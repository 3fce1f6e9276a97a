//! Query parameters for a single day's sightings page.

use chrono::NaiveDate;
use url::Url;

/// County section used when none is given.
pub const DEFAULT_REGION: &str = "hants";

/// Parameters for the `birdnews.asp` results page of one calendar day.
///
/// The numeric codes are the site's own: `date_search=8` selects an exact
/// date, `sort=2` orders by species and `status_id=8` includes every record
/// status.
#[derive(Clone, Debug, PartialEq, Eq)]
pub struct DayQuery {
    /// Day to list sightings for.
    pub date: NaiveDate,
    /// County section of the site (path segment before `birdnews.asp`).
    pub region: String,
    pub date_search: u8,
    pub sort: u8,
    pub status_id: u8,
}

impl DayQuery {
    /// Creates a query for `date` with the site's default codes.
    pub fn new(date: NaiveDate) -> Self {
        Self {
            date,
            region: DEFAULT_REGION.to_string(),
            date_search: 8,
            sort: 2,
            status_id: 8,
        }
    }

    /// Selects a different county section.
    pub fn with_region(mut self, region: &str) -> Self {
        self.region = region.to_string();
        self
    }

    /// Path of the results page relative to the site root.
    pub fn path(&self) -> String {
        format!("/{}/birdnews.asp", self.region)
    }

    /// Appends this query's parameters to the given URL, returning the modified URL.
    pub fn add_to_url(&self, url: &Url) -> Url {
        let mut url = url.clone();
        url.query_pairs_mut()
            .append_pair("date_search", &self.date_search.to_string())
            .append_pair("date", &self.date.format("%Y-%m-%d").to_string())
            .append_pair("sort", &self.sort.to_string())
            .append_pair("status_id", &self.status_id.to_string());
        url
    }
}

=== YOUR GOAL ===
Write a verbatim copy of the listing above.

=== EXERCISE SOLUTION ===
repository 3fce1f6e9276a97a
//! Query parameters for a single day's sightings page.

use chrono::NaiveDate;
use url::Url;

/// County section used when none is given.
pub const DEFAULT_REGION: &str = "hants";

/// Parameters for the `birdnews.asp` results page of one calendar day.
///
/// The numeric codes are the site's own: `date_search=8` selects an exact
/// date, `sort=2` orders by species and `status_id=8` includes every record
/// status.
#[derive(Clone, Debug, PartialEq, Eq)]
pub struct DayQuery {
    /// Day to list sightings for.
    pub date: NaiveDate,
    /// County section of the site (path segment before `birdnews.asp`).
    pub region: String,
    pub date_search: u8,
    pub sort: u8,
    pub status_id: u8,
}

impl DayQuery {
    /// Creates a query for `date` with the site's default codes.
    pub fn new(date: NaiveDate) -> Self {
        Self {
            date,
            region: DEFAULT_REGION.to_string(),
            date_search: 8,
            sort: 2,
            status_id: 8,
        }
    }

    /// Selects a different county section.
    pub fn with_region(mut self, region: &str) -> Self {
        self.region = region.to_string();
        self
    }

    /// Path of the results page relative to the site root.
    pub fn path(&self) -> String {
        format!("/{}/birdnews.asp", self.region)
    }

    /// Appends this query's parameters to the given URL, returning the modified URL.
    pub fn add_to_url(&self, url: &Url) -> Url {
        let mut url = url.clone();
        url.query_pairs_mut()
            .append_pair("date_search", &self.date_search.to_string())
            .append_pair("date", &self.date.format("%Y-%m-%d").to_string())
            .append_pair("sort", &self.sort.to_string())
            .append_pair("status_id", &self.status_id.to_string());
        url
    }
}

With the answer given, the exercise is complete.